Task instructions »
The records that follow must be repeated exactly, line by line.

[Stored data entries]
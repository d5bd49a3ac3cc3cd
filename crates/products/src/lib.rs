//! Products domain module.
//!
//! Catalog entries and their stock rules, implemented purely as deterministic
//! domain logic (no IO).

pub mod catalog;
pub mod product;
pub mod selection;

pub use catalog::Catalog;
pub use product::{Product, ProductRecord, StockReduction};
pub use selection::ProductSelection;
use async_trait::async_trait;
use serde::de::DeserializeOwned;
use serde_derive::Deserialize;
use tracing::info;

use crate::config::StripeConfig;
use crate::payments::{
    ChargeOutcome, ChargeRequest, PaymentProcessor, PlanOutcome, PlanRequest, ProcessorError,
};

/// Thin client for the Stripe REST API. Requests are form-encoded and
/// authenticated with the secret key, the way the API expects.
pub struct StripeClient {
    http: reqwest::Client,
    secret_key: String,
    api_base: String,
    return_url: String,
}

impl StripeClient {
    pub fn new(config: &StripeConfig) -> Self {
        Self {
            http: reqwest::Client::new(),
            secret_key: config.secret_key.clone(),
            api_base: config.api_base.clone(),
            return_url: config.return_url.clone(),
        }
    }

    async fn post_form<T>(&self, path: &str, form: &[(&str, String)]) -> Result<T, ProcessorError>
    where
        T: DeserializeOwned,
    {
        let response = self
            .http
            .post(format!("{}{path}", self.api_base))
            .bearer_auth(&self.secret_key)
            .form(form)
            .send()
            .await?;

        let status = response.status();
        if status.is_success() {
            return response
                .json::<T>()
                .await
                .map_err(|e| ProcessorError::Malformed(e.to_string()));
        }

        let body: ApiErrorBody = response.json().await.unwrap_or_default();
        let message = body
            .error
            .message
            .unwrap_or_else(|| "request rejected".to_string());
        if body.error.error_type.as_deref() == Some("card_error") {
            Err(ProcessorError::Declined(message))
        } else {
            Err(ProcessorError::Api {
                status: status.as_u16(),
                message,
            })
        }
    }
}

#[async_trait]
impl PaymentProcessor for StripeClient {
    #[tracing::instrument(skip(self))]
    async fn create_customer(&self, email: &str) -> Result<String, ProcessorError> {
        let customer: CustomerResponse = self
            .post_form("/v1/customers", &[("email", email.to_string())])
            .await?;
        Ok(customer.id)
    }

    #[tracing::instrument(skip(self))]
    async fn attach_payment_method(
        &self,
        payment_method_id: &str,
        customer_id: &str,
    ) -> Result<(), ProcessorError> {
        let _: PaymentMethodResponse = self
            .post_form(
                &format!("/v1/payment_methods/{payment_method_id}/attach"),
                &[("customer", customer_id.to_string())],
            )
            .await?;
        Ok(())
    }

    #[tracing::instrument(skip(self))]
    async fn set_default_payment_method(
        &self,
        customer_id: &str,
        payment_method_id: &str,
    ) -> Result<(), ProcessorError> {
        let _: CustomerResponse = self
            .post_form(
                &format!("/v1/customers/{customer_id}"),
                &[(
                    "invoice_settings[default_payment_method]",
                    payment_method_id.to_string(),
                )],
            )
            .await?;
        Ok(())
    }

    #[tracing::instrument(skip(self, request), fields(charity_id = request.charity_id))]
    async fn create_payment_intent(
        &self,
        request: &ChargeRequest,
    ) -> Result<ChargeOutcome, ProcessorError> {
        let intent: PaymentIntentResponse = self
            .post_form(
                "/v1/payment_intents",
                &[
                    ("amount", request.amount_minor.to_string()),
                    ("currency", request.currency.clone()),
                    ("customer", request.customer_id.clone()),
                    ("payment_method", request.payment_method_id.clone()),
                    ("confirmation_method", "manual".to_string()),
                    ("confirm", "true".to_string()),
                    ("return_url", self.return_url.clone()),
                    (
                        "transfer_data[destination]",
                        request.destination_account.clone(),
                    ),
                    ("metadata[charity_id]", request.charity_id.to_string()),
                    (
                        "metadata[donation_frequency]",
                        request.frequency.to_string(),
                    ),
                ],
            )
            .await?;
        info!(
            payment_intent = %intent.id,
            status = %intent.status,
            "payment intent created"
        );
        Ok(ChargeOutcome {
            payment_intent_id: intent.id,
            client_secret: intent.client_secret,
            status: intent.status,
        })
    }

    #[tracing::instrument(skip(self, request), fields(charity_id = request.charity_id))]
    async fn create_subscription(
        &self,
        request: &PlanRequest,
    ) -> Result<PlanOutcome, ProcessorError> {
        let subscription: SubscriptionResponse = self
            .post_form(
                "/v1/subscriptions",
                &[
                    ("customer", request.customer_id.clone()),
                    ("items[0][price]", request.price_id.clone()),
                    (
                        "default_payment_method",
                        request.payment_method_id.clone(),
                    ),
                    (
                        "transfer_data[destination]",
                        request.destination_account.clone(),
                    ),
                    ("metadata[charity_id]", request.charity_id.to_string()),
                    ("metadata[donation_frequency]", "monthly".to_string()),
                    (
                        "expand[]",
                        "latest_invoice.payment_intent".to_string(),
                    ),
                ],
            )
            .await?;
        let invoice_intent = subscription
            .latest_invoice
            .and_then(|invoice| invoice.payment_intent);
        info!(
            subscription = %subscription.id,
            status = %subscription.status,
            "subscription created"
        );
        Ok(PlanOutcome {
            subscription_id: subscription.id,
            status: subscription.status,
            client_secret: invoice_intent
                .as_ref()
                .and_then(|intent| intent.client_secret.clone()),
            invoice_payment_status: invoice_intent.map(|intent| intent.status),
        })
    }
}

#[derive(Debug, Deserialize)]
struct CustomerResponse {
    id: String,
}

#[derive(Debug, Deserialize)]
struct PaymentMethodResponse {
    #[allow(dead_code)]
    id: String,
}

#[derive(Debug, Deserialize)]
struct PaymentIntentResponse {
    id: String,
    status: String,
    client_secret: Option<String>,
}

#[derive(Debug, Deserialize)]
struct SubscriptionResponse {
    id: String,
    status: String,
    latest_invoice: Option<InvoiceResponse>,
}

#[derive(Debug, Deserialize)]
struct InvoiceResponse {
    payment_intent: Option<PaymentIntentResponse>,
}

#[derive(Debug, Default, Deserialize)]
struct ApiErrorBody {
    #[serde(default)]
    error: ApiErrorDetail,
}

#[derive(Debug, Default, Deserialize)]
struct ApiErrorDetail {
    #[serde(rename = "type")]
    error_type: Option<String>,
    message: Option<String>,
}
use crate::AppState;
use axum::http::StatusCode;
use axum::response::IntoResponse;
use axum::routing::get;
use axum::Router;

pub mod donations;
pub mod users;
pub mod webhook;

pub fn router() -> Router<AppState> {
    Router::new()
        .route("/", get(home_handler))
        .merge(donations::router())
        .merge(users::router())
        .merge(webhook::router())
        .fallback(fallback_handler)
}

pub async fn home_handler() -> impl IntoResponse {
    "Hello, world!"
}

pub async fn fallback_handler() -> impl IntoResponse {
    (StatusCode::NOT_FOUND, "Page not found")
}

Completed task »
repository d5bd49a3ac3cc3cd
filename crates/products/src/lib.rs
//! Products domain module.
//!
//! Catalog entries and their stock rules, implemented purely as deterministic
//! domain logic (no IO).

pub mod catalog;
pub mod product;
pub mod selection;

pub use catalog::Catalog;
pub use product::{Product, ProductRecord, StockReduction};
pub use selection::ProductSelection;
use async_trait::async_trait;
use serde::de::DeserializeOwned;
use serde_derive::Deserialize;
use tracing::info;

use crate::config::StripeConfig;
use crate::payments::{
    ChargeOutcome, ChargeRequest, PaymentProcessor, PlanOutcome, PlanRequest, ProcessorError,
};

/// Thin client for the Stripe REST API. Requests are form-encoded and
/// authenticated with the secret key, the way the API expects.
pub struct StripeClient {
    http: reqwest::Client,
    secret_key: String,
    api_base: String,
    return_url: String,
}

impl StripeClient {
    pub fn new(config: &StripeConfig) -> Self {
        Self {
            http: reqwest::Client::new(),
            secret_key: config.secret_key.clone(),
            api_base: config.api_base.clone(),
            return_url: config.return_url.clone(),
        }
    }

    async fn post_form<T>(&self, path: &str, form: &[(&str, String)]) -> Result<T, ProcessorError>
    where
        T: DeserializeOwned,
    {
        let response = self
            .http
            .post(format!("{}{path}", self.api_base))
            .bearer_auth(&self.secret_key)
            .form(form)
            .send()
            .await?;

        let status = response.status();
        if status.is_success() {
            return response
                .json::<T>()
                .await
                .map_err(|e| ProcessorError::Malformed(e.to_string()));
        }

        let body: ApiErrorBody = response.json().await.unwrap_or_default();
        let message = body
            .error
            .message
            .unwrap_or_else(|| "request rejected".to_string());
        if body.error.error_type.as_deref() == Some("card_error") {
            Err(ProcessorError::Declined(message))
        } else {
            Err(ProcessorError::Api {
                status: status.as_u16(),
                message,
            })
        }
    }
}

#[async_trait]
impl PaymentProcessor for StripeClient {
    #[tracing::instrument(skip(self))]
    async fn create_customer(&self, email: &str) -> Result<String, ProcessorError> {
        let customer: CustomerResponse = self
            .post_form("/v1/customers", &[("email", email.to_string())])
            .await?;
        Ok(customer.id)
    }

    #[tracing::instrument(skip(self))]
    async fn attach_payment_method(
        &self,
        payment_method_id: &str,
        customer_id: &str,
    ) -> Result<(), ProcessorError> {
        let _: PaymentMethodResponse = self
            .post_form(
                &format!("/v1/payment_methods/{payment_method_id}/attach"),
                &[("customer", customer_id.to_string())],
            )
            .await?;
        Ok(())
    }

    #[tracing::instrument(skip(self))]
    async fn set_default_payment_method(
        &self,
        customer_id: &str,
        payment_method_id: &str,
    ) -> Result<(), ProcessorError> {
        let _: CustomerResponse = self
            .post_form(
                &format!("/v1/customers/{customer_id}"),
                &[(
                    "invoice_settings[default_payment_method]",
                    payment_method_id.to_string(),
                )],
            )
            .await?;
        Ok(())
    }

    #[tracing::instrument(skip(self, request), fields(charity_id = request.charity_id))]
    async fn create_payment_intent(
        &self,
        request: &ChargeRequest,
    ) -> Result<ChargeOutcome, ProcessorError> {
        let intent: PaymentIntentResponse = self
            .post_form(
                "/v1/payment_intents",
                &[
                    ("amount", request.amount_minor.to_string()),
                    ("currency", request.currency.clone()),
                    ("customer", request.customer_id.clone()),
                    ("payment_method", request.payment_method_id.clone()),
                    ("confirmation_method", "manual".to_string()),
                    ("confirm", "true".to_string()),
                    ("return_url", self.return_url.clone()),
                    (
                        "transfer_data[destination]",
                        request.destination_account.clone(),
                    ),
                    ("metadata[charity_id]", request.charity_id.to_string()),
                    (
                        "metadata[donation_frequency]",
                        request.frequency.to_string(),
                    ),
                ],
            )
            .await?;
        info!(
            payment_intent = %intent.id,
            status = %intent.status,
            "payment intent created"
        );
        Ok(ChargeOutcome {
            payment_intent_id: intent.id,
            client_secret: intent.client_secret,
            status: intent.status,
        })
    }

    #[tracing::instrument(skip(self, request), fields(charity_id = request.charity_id))]
    async fn create_subscription(
        &self,
        request: &PlanRequest,
    ) -> Result<PlanOutcome, ProcessorError> {
        let subscription: SubscriptionResponse = self
            .post_form(
                "/v1/subscriptions",
                &[
                    ("customer", request.customer_id.clone()),
                    ("items[0][price]", request.price_id.clone()),
                    (
                        "default_payment_method",
                        request.payment_method_id.clone(),
                    ),
                    (
                        "transfer_data[destination]",
                        request.destination_account.clone(),
                    ),
                    ("metadata[charity_id]", request.charity_id.to_string()),
                    ("metadata[donation_frequency]", "monthly".to_string()),
                    (
                        "expand[]",
                        "latest_invoice.payment_intent".to_string(),
                    ),
                ],
            )
            .await?;
        let invoice_intent = subscription
            .latest_invoice
            .and_then(|invoice| invoice.payment_intent);
        info!(
            subscription = %subscription.id,
            status = %subscription.status,
            "subscription created"
        );
        Ok(PlanOutcome {
            subscription_id: subscription.id,
            status: subscription.status,
            client_secret: invoice_intent
                .as_ref()
                .and_then(|intent| intent.client_secret.clone()),
            invoice_payment_status: invoice_intent.map(|intent| intent.status),
        })
    }
}

#[derive(Debug, Deserialize)]
struct CustomerResponse {
    id: String,
}

#[derive(Debug, Deserialize)]
struct PaymentMethodResponse {
    #[allow(dead_code)]
    id: String,
}

#[derive(Debug, Deserialize)]
struct PaymentIntentResponse {
    id: String,
    status: String,
    client_secret: Option<String>,
}

#[derive(Debug, Deserialize)]
struct SubscriptionResponse {
    id: String,
    status: String,
    latest_invoice: Option<InvoiceResponse>,
}

#[derive(Debug, Deserialize)]
struct InvoiceResponse {
    payment_intent: Option<PaymentIntentResponse>,
}

#[derive(Debug, Default, Deserialize)]
struct ApiErrorBody {
    #[serde(default)]
    error: ApiErrorDetail,
}

#[derive(Debug, Default, Deserialize)]
struct ApiErrorDetail {
    #[serde(rename = "type")]
    error_type: Option<String>,
    message: Option<String>,
}
use crate::AppState;
use axum::http::StatusCode;
use axum::response::IntoResponse;
use axum::routing::get;
use axum::Router;

pub mod donations;
pub mod users;
pub mod webhook;

pub fn router() -> Router<AppState> {
    Router::new()
        .route("/", get(home_handler))
        .merge(donations::router())
        .merge(users::router())
        .merge(webhook::router())
        .fallback(fallback_handler)
}

pub async fn home_handler() -> impl IntoResponse {
    "Hello, world!"
}

pub async fn fallback_handler() -> impl IntoResponse {
    (StatusCode::NOT_FOUND, "Page not found")
}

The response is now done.